Quantitative representation of the experimental design space for calorimetric measurements as function of temperature and volumetric flow rate

Case study: Determination of thermokinetic data

The reaction enthalpy of the neutralization reaction was determined at the previously determined experimental settings and compared to the literature value. According to Fig. 13, calorimetric measurements were performed at flow rates of 6 and 8 mL min-1 and at ambient temperature. In addition, a counter test with a flow rate of 4 mL min-1 was investigated to demonstrate the applicability of the methodology. In Fig. 14, the heat flux profiles and the experimentally determined reaction enthalpies are displayed for varying volumetric flow rates.

Fig. 14
figure 14

a Spatially-resolved specific heat flux signals for neutralization reaction of 1 M HCl and 1.1 M NaOH for varying volumetric flow rates. b Measured neutralization enthalpies for varying volumetric flow rates and comparison to literature value (dotted line at 57.6 kJ mol-1)
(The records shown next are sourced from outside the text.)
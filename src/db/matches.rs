use anyhow::Result;
use rusqlite::{params, Connection, OptionalExtension};
use std::collections::HashMap;
use tracing::warn;

use super::models::{
    Card, Goal, Lineup, LineupAggregate, Match, MatchAggregate, MatchDetails, MatchUpsert,
    MissedPenalty, Side, Substitution,
};
use super::Database;

const MATCH_COLUMNS: &str = "id, external_id, league_id, team1_id, team2_id, score1, score2,
                             date_time, stadium_id, lineup1_id, lineup2_id, review_required";

/// Final score of one played match, as consumed by the standings aggregator
#[derive(Debug, Clone, Copy, PartialEq, Eq)]
pub struct MatchResultRow {
    pub team1_id: i64,
    pub team2_id: i64,
    pub score1: i32,
    pub score2: i32,
}

impl Database {
    pub fn find_match(&self, id: i64) -> Result<Option<Match>> {
        let conn = self.conn();
        find_match(&conn, "id", id)
    }

    pub fn find_match_by_external_id(&self, external_id: i64) -> Result<Option<Match>> {
        let conn = self.conn();
        find_match(&conn, "external_id", external_id)
    }

    /// Create or update the summary part of a match, keyed by external id.
    /// The owning league is fixed by the first ingestion.
    pub fn upsert_match(&self, m: &MatchUpsert) -> Result<Match> {
        let conn = self.conn();
        conn.execute(
            "INSERT INTO matches (external_id, league_id, team1_id, team2_id, score1, score2, date_time)
             VALUES (?1,?2,?3,?4,?5,?6,?7)
             ON CONFLICT(external_id) DO UPDATE SET
                team1_id=excluded.team1_id,
                team2_id=excluded.team2_id,
                score1=excluded.score1,
                score2=excluded.score2,
                date_time=COALESCE(excluded.date_time, matches.date_time)",
            params![
                m.external_id,
                m.league_id,
                m.team1_id,
                m.team2_id,
                m.score1,
                m.score2,
                m.date_time,
            ],
        )?;
        find_match(&conn, "external_id", m.external_id)?
            .ok_or_else(|| anyhow::anyhow!("match {} vanished after upsert", m.external_id))
    }

    /// Replace the detail rows of one match (lineups, substitutions, cards,
    /// missed penalties, goals, stadium) in a single transaction. Either the
    /// whole aggregate is stored or nothing changes.
    pub fn save_match_details(&self, match_id: i64, details: &MatchDetails) -> Result<()> {
        self.transaction(|tx| {
            tx.execute(
                "UPDATE matches SET lineup1_id=NULL, lineup2_id=NULL WHERE id=?1",
                params![match_id],
            )?;
            tx.execute("DELETE FROM lineups WHERE match_id=?1", params![match_id])?;
            tx.execute("DELETE FROM goals WHERE match_id=?1", params![match_id])?;
            tx.execute("DELETE FROM cards WHERE match_id=?1", params![match_id])?;
            tx.execute(
                "DELETE FROM missed_penalties WHERE match_id=?1",
                params![match_id],
            )?;

            let mut lineup_ids: HashMap<Side, i64> = HashMap::new();
            for lineup in &details.lineups {
                tx.execute(
                    "INSERT INTO lineups (match_id, side, formation, captain_id) VALUES (?1,?2,?3,?4)",
                    params![match_id, lineup.side, lineup.formation, lineup.captain_id],
                )?;
                let lineup_id = tx.last_insert_rowid();
                let slots = lineup
                    .starters
                    .iter()
                    .map(|s| ("starter", s))
                    .chain(lineup.bench.iter().map(|s| ("bench", s)));
                for (role, slot) in slots {
                    tx.execute(
                        "INSERT OR IGNORE INTO lineup_players (lineup_id, player_id, role, shirt_number)
                         VALUES (?1,?2,?3,?4)",
                        params![lineup_id, slot.player_id, role, slot.shirt_number],
                    )?;
                }
                lineup_ids.insert(lineup.side, lineup_id);
            }

            tx.execute(
                "UPDATE matches SET lineup1_id=?1, lineup2_id=?2,
                        stadium_id=COALESCE(?3, stadium_id)
                 WHERE id=?4",
                params![
                    lineup_ids.get(&Side::Home).copied(),
                    lineup_ids.get(&Side::Away).copied(),
                    details.stadium_id,
                    match_id
                ],
            )?;

            for sub in &details.substitutions {
                let Some(lineup_id) = lineup_ids.get(&sub.side) else {
                    warn!(match_id, side = %sub.side, "substitution without lineup dropped");
                    continue;
                };
                tx.execute(
                    "INSERT INTO substitutions (lineup_id, player_in_id, player_out_id, minute)
                     VALUES (?1,?2,?3,?4)",
                    params![lineup_id, sub.player_in_id, sub.player_out_id, sub.minute],
                )?;
            }

            for card in &details.cards {
                tx.execute(
                    "INSERT INTO cards (match_id, side, player_id, minute, card_type)
                     VALUES (?1,?2,?3,?4,?5)",
                    params![match_id, card.side, card.player_id, card.minute, card.card_type],
                )?;
            }

            for mp in &details.missed_penalties {
                tx.execute(
                    "INSERT INTO missed_penalties
                        (match_id, side, taker_id, saved_by_id, conceded_by_id, minute)
                     VALUES (?1,?2,?3,?4,?5,?6)",
                    params![
                        match_id,
                        mp.side,
                        mp.taker_id,
                        mp.saved_by_id,
                        mp.conceded_by_id,
                        mp.minute
                    ],
                )?;
            }

            for goal in &details.goals {
                tx.execute(
                    "INSERT INTO goals
                        (match_id, side, scorer_id, assist_id, minute, score1, score2, own_goal, penalty)
                     VALUES (?1,?2,?3,?4,?5,?6,?7,?8,?9)",
                    params![
                        match_id,
                        goal.side,
                        goal.scorer_id,
                        goal.assist_id,
                        goal.minute,
                        goal.score1,
                        goal.score2,
                        goal.own_goal,
                        goal.penalty
                    ],
                )?;
            }
            Ok(())
        })
    }

    /// Mark a match for manual inspection
    pub fn set_review_required(&self, match_id: i64) -> Result<()> {
        let conn = self.conn();
        conn.execute(
            "UPDATE matches SET review_required=1 WHERE id=?1",
            params![match_id],
        )?;
        Ok(())
    }

    /// Load a match together with its lineups and event rows.
    pub fn load_match_aggregate(&self, match_id: i64) -> Result<Option<MatchAggregate>> {
        let conn = self.conn();
        let Some(header) = find_match(&conn, "id", match_id)? else {
            return Ok(None);
        };

        let mut lineups = Vec::new();
        let mut stmt = conn.prepare(
            "SELECT id, match_id, side, formation, captain_id FROM lineups
             WHERE match_id=?1 ORDER BY side DESC",
        )?;
        let rows = stmt
            .query_map(params![match_id], |row| {
                Ok(Lineup {
                    id: row.get(0)?,
                    match_id: row.get(1)?,
                    side: row.get(2)?,
                    formation: row.get(3)?,
                    captain_id: row.get(4)?,
                })
            })?
            .collect::<rusqlite::Result<Vec<_>>>()?;
        for lineup in rows {
            lineups.push(load_lineup(&conn, lineup)?);
        }

        let mut stmt = conn.prepare(
            "SELECT id, match_id, side, scorer_id, assist_id, minute, score1, score2, own_goal, penalty
             FROM goals WHERE match_id=?1 ORDER BY id",
        )?;
        let goals = stmt
            .query_map(params![match_id], |row| {
                Ok(Goal {
                    id: row.get(0)?,
                    match_id: row.get(1)?,
                    side: row.get(2)?,
                    scorer_id: row.get(3)?,
                    assist_id: row.get(4)?,
                    minute: row.get(5)?,
                    score1: row.get(6)?,
                    score2: row.get(7)?,
                    own_goal: row.get(8)?,
                    penalty: row.get(9)?,
                })
            })?
            .collect::<rusqlite::Result<Vec<_>>>()?;

        let mut stmt = conn.prepare(
            "SELECT id, match_id, side, player_id, minute, card_type
             FROM cards WHERE match_id=?1 ORDER BY id",
        )?;
        let cards = stmt
            .query_map(params![match_id], |row| {
                Ok(Card {
                    id: row.get(0)?,
                    match_id: row.get(1)?,
                    side: row.get(2)?,
                    player_id: row.get(3)?,
                    minute: row.get(4)?,
                    card_type: row.get(5)?,
                })
            })?
            .collect::<rusqlite::Result<Vec<_>>>()?;

        let mut stmt = conn.prepare(
            "SELECT id, match_id, side, taker_id, saved_by_id, conceded_by_id, minute
             FROM missed_penalties WHERE match_id=?1 ORDER BY id",
        )?;
        let missed_penalties = stmt
            .query_map(params![match_id], |row| {
                Ok(MissedPenalty {
                    id: row.get(0)?,
                    match_id: row.get(1)?,
                    side: row.get(2)?,
                    taker_id: row.get(3)?,
                    saved_by_id: row.get(4)?,
                    conceded_by_id: row.get(5)?,
                    minute: row.get(6)?,
                })
            })?
            .collect::<rusqlite::Result<Vec<_>>>()?;

        Ok(Some(MatchAggregate {
            header,
            lineups,
            goals,
            cards,
            missed_penalties,
        }))
    }

    /// Final scores of played matches. `scope` restricts to matches holding a
    /// round membership in that league; `None` means every match.
    pub fn match_results(&self, scope: Option<i64>) -> Result<Vec<MatchResultRow>> {
        let conn = self.conn();
        let map = |row: &rusqlite::Row| -> rusqlite::Result<MatchResultRow> {
            Ok(MatchResultRow {
                team1_id: row.get(0)?,
                team2_id: row.get(1)?,
                score1: row.get(2)?,
                score2: row.get(3)?,
            })
        };
        let rows = match scope {
            Some(league_id) => {
                // (match_id, scope_league_id) is unique, so no duplicates here
                let mut stmt = conn.prepare(
                    "SELECT m.team1_id, m.team2_id, m.score1, m.score2
                     FROM matches m JOIN round_matches rm ON rm.match_id = m.id
                     WHERE rm.scope_league_id=?1
                       AND m.score1 IS NOT NULL AND m.score2 IS NOT NULL
                     ORDER BY m.id",
                )?;
                let rows = stmt
                    .query_map(params![league_id], map)?
                    .collect::<rusqlite::Result<Vec<_>>>()?;
                rows
            }
            None => {
                let mut stmt = conn.prepare(
                    "SELECT team1_id, team2_id, score1, score2 FROM matches
                     WHERE score1 IS NOT NULL AND score2 IS NOT NULL ORDER BY id",
                )?;
                let rows = stmt.query_map([], map)?.collect::<rusqlite::Result<Vec<_>>>()?;
                rows
            }
        };
        Ok(rows)
    }
}

fn load_lineup(conn: &Connection, lineup: Lineup) -> Result<LineupAggregate> {
    let mut stmt = conn.prepare(
        "SELECT player_id, role FROM lineup_players WHERE lineup_id=?1 ORDER BY rowid",
    )?;
    let mut starters = Vec::new();
    let mut bench = Vec::new();
    let rows = stmt
        .query_map(params![lineup.id], |r| {
            Ok((r.get::<_, i64>(0)?, r.get::<_, String>(1)?))
        })?
        .collect::<rusqlite::Result<Vec<_>>>()?;
    for (player_id, role) in rows {
        if role == "starter" {
            starters.push(player_id);
        } else {
            bench.push(player_id);
        }
    }

    let mut stmt = conn.prepare(
        "SELECT id, lineup_id, player_in_id, player_out_id, minute
         FROM substitutions WHERE lineup_id=?1 ORDER BY id",
    )?;
    let substitutions = stmt
        .query_map(params![lineup.id], |row| {
            Ok(Substitution {
                id: row.get(0)?,
                lineup_id: row.get(1)?,
                player_in_id: row.get(2)?,
                player_out_id: row.get(3)?,
                minute: row.get(4)?,
            })
        })?
        .collect::<rusqlite::Result<Vec<_>>>()?;

    Ok(LineupAggregate {
        lineup,
        starters,
        bench,
        substitutions,
    })
}

fn find_match(conn: &Connection, key: &str, value: i64) -> Result<Option<Match>> {
    let m = conn
        .query_row(
            &format!("SELECT {} FROM matches WHERE {}=?1", MATCH_COLUMNS, key),
            params![value],
            map_match,
        )
        .optional()?;
    Ok(m)
}

fn map_match(row: &rusqlite::Row) -> rusqlite::Result<Match> {
    Ok(Match {
        id: row.get(0)?,
        external_id: row.get(1)?,
        league_id: row.get(2)?,
        team1_id: row.get(3)?,
        team2_id: row.get(4)?,
        score1: row.get(5)?,
        score2: row.get(6)?,
        date_time: row.get(7)?,
        stadium_id: row.get(8)?,
        lineup1_id: row.get(9)?,
        lineup2_id: row.get(10)?,
        review_required: row.get(11)?,
    })
}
For 6 and 8 mL min-1, a peak in the heat flux profile was observed indicating complete conversion of reactants. This is also confirmed by the good agreement of measured reaction enthalpy with the literature value. In contrast, no peak and thus no complete conversion was observed for 4 mL min-1, which can also be seen from the deviating reaction enthalpy. This result confirms the assumptions made previously and the applicability of the methodology.

Conclusion and outlook

In this study, a stepwise methodology to minimize the experimental effort for thermokinetic data acquisition was presented and evaluated. Short-cut calculations and CFD simulations using the open source software OpenFOAM were carried out to determine the residence, mixing and reaction time of a neutralization reaction within a commercially available microreactor. Additionally, the pressure drop as a technical criterion was determined. The results obtained showed good agreement with experimental results of pressure drop and mixing time. Thus, the CFD model was validated. However, deviations were observed, especially at low Reynolds numbers. Thus, an investigation with greater attention to diffusion would be necessary. The results of the methodology also enabled to minimize the possible volumetric flow rate by half. Consequently, the design space of experiments is rigorously reduced. The reasonable restriction of the design space was demonstrated by determination of reaction enthalpy, which resulted in meaningful data only for the proposed settings. In future studies, the input data set is to be extended by further commercially available microreactors in order to select a suitable reactor depending on the chemical reaction to be investigated. Hence, a tool for contributing expert knowledge has to be created in the same step to reliably estimate the reaction time. Therefore, consistent ranges of parameters have to be set based on initial assumptions. In addition, the experimental parameter plots are to be extended by the concentration to counteract limitations by varying the inlet concentration of the reactants resulting in a three-dimensional design space. Besides modeling of hydrodynamics, the methodology should be supplemented via heat management to ensure suitable and safe reaction conditions. For this purpose, Westermann and Mleczko [36] proposed a short-cut approach that can be adapted to the presented methodology.